Celebrating the Reformation

Resist the temptation to act as though there is no King in your life. Instead cling to the living and life-giving Word of God.

Daniel M. Deutschlander

“In those days Israel had no king; everyone did as they saw fit” (Judges 17:6).

These words appear more than once in the book of Judges and become a theme for much of the book. Read the book. What happened back then when the people turned away from the God of Israel and his Word?

What happened then is what always happens. The nation sank into ever greater depravity, and God in his love and mercy sent the consequences of their sin: famine, plague, chaos in the streets, and another war worse than the one before.
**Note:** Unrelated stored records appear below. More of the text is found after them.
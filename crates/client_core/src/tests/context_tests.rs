use super::*;

use crate::transport::{SimulatedDevice, SysExTransport};

fn simulated(name: &str, counts: Vec<u16>) -> (SimulatedDevice, Arc<dyn DeviceTransport>) {
    let device = SimulatedDevice::new(name, [1, 0, 0], counts);
    let transport: Arc<dyn DeviceTransport> = Arc::new(SysExTransport::new(device.clone()));
    (device, transport)
}

#[tokio::test]
async fn instance_counts_follow_the_component_count_reply() {
    let (_device, transport) = simulated("Deck 32", vec![32, 8, 4, 48, 2]);
    let context = DeviceContext::new(BlockRegistry::builtin(), transport).expect("context");

    assert_eq!(context.instance_count(Block::Button).await.expect("count"), 0);

    context.connect().await.expect("connect");

    assert!(context.is_connected().await);
    assert_eq!(context.instance_count(Block::Button).await.expect("count"), 32);
    assert_eq!(context.instance_count(Block::Led).await.expect("count"), 48);
    assert_eq!(context.instance_count(Block::Touchscreen).await.expect("count"), 2);
    assert_eq!(context.instance_count(Block::Global).await.expect("count"), 0);
}

#[tokio::test]
async fn forms_are_limited_to_reported_instances() {
    let (device, transport) = simulated("Deck 32", vec![4, 0, 0, 0, 0]);
    device.seed(&BlockRegistry::builtin()).await;
    let context = DeviceContext::new(BlockRegistry::builtin(), transport).expect("context");
    context.connect().await.expect("connect");

    let form = context
        .open_form(Block::Button, FormTarget::Instance(3))
        .await
        .expect("last button");
    assert_eq!(form.target(), FormTarget::Instance(3));

    assert!(matches!(
        context.open_form(Block::Button, FormTarget::Instance(4)).await,
        Err(FormError::InstanceOutOfRange { index: 4, count: 4, .. })
    ));
}

#[tokio::test]
async fn unregistered_blocks_are_reported() {
    let context = DeviceContext::disconnected(BlockRegistry::new()).expect("context");

    assert!(matches!(
        context.instance_count(Block::Encoder).await,
        Err(FormError::UnregisteredBlock(Block::Encoder))
    ));
}

#[tokio::test]
async fn switching_device_resets_the_session() {
    let (_first, first_transport) = simulated("Deck 32", vec![32, 8, 4, 48, 2]);
    let (_second, second_transport) = simulated("Pad 16", vec![16, 0, 0, 16, 0]);
    let context = DeviceContext::new(BlockRegistry::builtin(), first_transport).expect("context");
    context.connect().await.expect("connect first");

    context.switch_device(second_transport).await;

    assert!(!context.is_connected().await);
    assert_eq!(context.instance_count(Block::Button).await.expect("count"), 0);

    let identity = context.connect().await.expect("connect second");
    assert_eq!(identity.device_name, "Pad 16");
    assert_eq!(context.instance_count(Block::Button).await.expect("count"), 16);
}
His goal was always the same: to call them back to his grace and his rule.

When there is no King

We are observing another anniversary of the Reformation. Luther’s days too were days when people did as they saw fit. In the church, authorities imposed doctrines and rules that contradicted the chief doctrines of the Bible. “Under the bench,” as Luther put it, was the gospel of forgiveness by grace, through faith, on account of the perfect work of Christ for our redemption. Gone was the notion that we strive to live a life in accord with God’s Word out of gratitude for salvation given, not in order to earn salvation for ourselves.

And what was the result? In some who imagined that they could earn their salvation there was self-righteousness. In others, the more realistic ones, there was despair that they were doomed before an always angry God. Both ended up doing whatever they saw fit. Both wandered further away from the joy of the gospel. Both lost the peace and the love of God won for them and freely offered in the Word and the sacraments.
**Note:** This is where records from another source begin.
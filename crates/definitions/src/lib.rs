//! Declarative schema of every configurable block: which fields exist, where they live on
//! the device, which values they accept and when they are shown.

mod block;
pub mod blocks;
mod error;
mod field;
mod registry;
mod visibility;

pub use block::{BlockDefinition, Navigation};
pub use error::{DefinitionError, ValueError};
pub use field::{FieldDefinition, SelectOption};
pub use registry::BlockRegistry;
pub use visibility::{MissingField, ShowIf};

#[cfg(test)]
#[path = "tests/registry_tests.rs"]
mod registry_tests;

#[cfg(test)]
#[path = "tests/field_tests.rs"]
mod field_tests;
How everything changes only to stay the same! Today most still want to be free from the authority of the only King ever worth having. Most think themselves free to believe and behave exactly as they please. And so society and culture sinks ever deeper into the muck and mire of chaos, lawlessness, violence, self-righteousness, and despair. God lets peoples and nations suffer the consequences when there is no king in the land except the sinful will of the individual.

Following the King

So how shall we celebrate the Reformation? Let’s resist the temptation to act as though there is no King in our lives. Let’s cling to the living and life-giving Word of God. Let’s immerse ourselves in the joy of God’s love, his peace, and his forgiveness for us in Christ. Let’s strive to live in grateful obedience to our gracious God. Such are the lives of true children of the Reformation.

We still can be witnesses to the joy of faith in Christ, which is the opposite of the chaos that comes eventually to all those who have no such king in their lives. By our witness to God’s love and power, we can still draw few—or many—to share with us in his kingdom of peace and eternal joy.

As Luther sang in his battle hymn:

“Though devils all the world should fill, all eager to devour us,
We tremble not, we fear no ill; they shall not overpower us.
This world’s prince may still scowl fierce as he will,
He can harm us none. He’s judged; the deed is done.
One little word can fell him” (Christian Worship 200:3).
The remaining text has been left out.